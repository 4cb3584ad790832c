//! Loads a saved model file and scores samples against it — the
//! predictor side, symmetric with the trainer's scoring
//! function by construction (both read `U_local[u]·U_local[i]`).

use std::fs;
use std::path::Path;

use crate::error::{MfError, Result};
use crate::sample::Sample;

pub struct Model {
    user_num: usize,
    item_num: usize,
    d: usize,
    u: Vec<f32>,
}

impl Model {
    /// Parse the format `ParamServer::save_model` writes: `U_n`, `I_n`,
    /// `D` on the first three lines, then `F` rows of `D` tab-separated
    /// values.
    pub fn load(path: impl AsRef<Path>) -> Result<Self> {
        let path = path.as_ref();
        let text = fs::read_to_string(path).map_err(|e| {
            MfError::Configuration(format!("cannot read model {}: {e}", path.display()))
        })?;
        let mut lines = text.lines();

        let parse_header = |lines: &mut std::str::Lines, what: &str| -> Result<usize> {
            lines
                .next()
                .ok_or_else(|| MfError::Configuration(format!("model file missing {what}")))?
                .trim()
                .parse::<usize>()
                .map_err(|_| MfError::Configuration(format!("model {what} is not an integer")))
        };

        let user_num = parse_header(&mut lines, "user_num")?;
        let item_num = parse_header(&mut lines, "item_num")?;
        let d = parse_header(&mut lines, "latent dimension")?;
        let feat_num = user_num + item_num;

        let mut u = Vec::with_capacity(feat_num * d);
        for (row_idx, line) in lines.enumerate() {
            if row_idx >= feat_num {
                break;
            }
            let values: Vec<f32> = line
                .split('\t')
                .map(|tok| {
                    tok.trim().parse::<f32>().map_err(|_| {
                        MfError::Configuration(format!("model row {row_idx} has non-numeric cell"))
                    })
                })
                .collect::<Result<_>>()?;
            if values.len() != d {
                return Err(MfError::Configuration(format!(
                    "model row {row_idx} has {} columns, expected {d}",
                    values.len()
                )));
            }
            u.extend(values);
        }
        if u.len() != feat_num * d {
            return Err(MfError::Configuration(
                "model file has fewer rows than declared".into(),
            ));
        }

        Ok(Self {
            user_num,
            item_num,
            d,
            u,
        })
    }

    pub fn user_num(&self) -> usize {
        self.user_num
    }

    pub fn item_num(&self) -> usize {
        self.item_num
    }

    pub fn d(&self) -> usize {
        self.d
    }

    /// `p_k = Σ_d U[u][d] * U[U_n + i_k][d]` for each item, skipping any
    /// `i_k` with `U_n + i_k >= F`; returns the mean of `(p_k - score)^2`
    /// (the predictor contract).
    pub fn predict(&self, sample: &Sample) -> f32 {
        if sample.x.len() < 2 {
            return 0.0;
        }
        let user = sample.x[0];
        if user < 0 || user as usize >= self.user_num {
            return 0.0;
        }
        let user_row = user as usize * self.d;
        let feat_num = self.user_num + self.item_num;

        let mut sse = 0.0_f32;
        for &raw_item in &sample.x[1..] {
            if raw_item < 0 {
                continue;
            }
            let item = self.user_num + raw_item as usize;
            if item >= feat_num {
                continue;
            }
            let item_row = item * self.d;
            let mut p = 0.0_f32;
            for d in 0..self.d {
                p += self.u[user_row + d] * self.u[item_row + d];
            }
            let e = p - sample.score;
            sse += e * e;
        }
        sse / (sample.x.len() - 1) as f32
    }
}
□ □ □ □ □ □ □
> _Task brief_
Line by line, reproduce the data exactly as given.

> _Answer to this task_
repository 4cb3584ad790832c
//! Loads a saved model file and scores samples against it — the
//! predictor side, symmetric with the trainer's scoring
//! function by construction (both read `U_local[u]·U_local[i]`).

use std::fs;
use std::path::Path;

use crate::error::{MfError, Result};
use crate::sample::Sample;

pub struct Model {
    user_num: usize,
    item_num: usize,
    d: usize,
    u: Vec<f32>,
}

impl Model {
    /// Parse the format `ParamServer::save_model` writes: `U_n`, `I_n`,
    /// `D` on the first three lines, then `F` rows of `D` tab-separated
    /// values.
    pub fn load(path: impl AsRef<Path>) -> Result<Self> {
        let path = path.as_ref();
        let text = fs::read_to_string(path).map_err(|e| {
            MfError::Configuration(format!("cannot read model {}: {e}", path.display()))
        })?;
        let mut lines = text.lines();

        let parse_header = |lines: &mut std::str::Lines, what: &str| -> Result<usize> {
            lines
                .next()
                .ok_or_else(|| MfError::Configuration(format!("model file missing {what}")))?
                .trim()
                .parse::<usize>()
                .map_err(|_| MfError::Configuration(format!("model {what} is not an integer")))
        };

        let user_num = parse_header(&mut lines, "user_num")?;
        let item_num = parse_header(&mut lines, "item_num")?;
        let d = parse_header(&mut lines, "latent dimension")?;
        let feat_num = user_num + item_num;

        let mut u = Vec::with_capacity(feat_num * d);
        for (row_idx, line) in lines.enumerate() {
            if row_idx >= feat_num {
                break;
            }
            let values: Vec<f32> = line
                .split('\t')
                .map(|tok| {
                    tok.trim().parse::<f32>().map_err(|_| {
                        MfError::Configuration(format!("model row {row_idx} has non-numeric cell"))
                    })
                })
                .collect::<Result<_>>()?;
            if values.len() != d {
                return Err(MfError::Configuration(format!(
                    "model row {row_idx} has {} columns, expected {d}",
                    values.len()
                )));
            }
            u.extend(values);
        }
        if u.len() != feat_num * d {
            return Err(MfError::Configuration(
                "model file has fewer rows than declared".into(),
            ));
        }

        Ok(Self {
            user_num,
            item_num,
            d,
            u,
        })
    }

    pub fn user_num(&self) -> usize {
        self.user_num
    }

    pub fn item_num(&self) -> usize {
        self.item_num
    }

    pub fn d(&self) -> usize {
        self.d
    }

    /// `p_k = Σ_d U[u][d] * U[U_n + i_k][d]` for each item, skipping any
    /// `i_k` with `U_n + i_k >= F`; returns the mean of `(p_k - score)^2`
    /// (the predictor contract).
    pub fn predict(&self, sample: &Sample) -> f32 {
        if sample.x.len() < 2 {
            return 0.0;
        }
        let user = sample.x[0];
        if user < 0 || user as usize >= self.user_num {
            return 0.0;
        }
        let user_row = user as usize * self.d;
        let feat_num = self.user_num + self.item_num;

        let mut sse = 0.0_f32;
        for &raw_item in &sample.x[1..] {
            if raw_item < 0 {
                continue;
            }
            let item = self.user_num + raw_item as usize;
            if item >= feat_num {
                continue;
            }
            let item_row = item * self.d;
            let mut p = 0.0_f32;
            for d in 0..self.d {
                p += self.u[user_row + d] * self.u[item_row + d];
            }
            let e = p - sample.score;
            sse += e * e;
        }
        sse / (sample.x.len() - 1) as f32
    }
}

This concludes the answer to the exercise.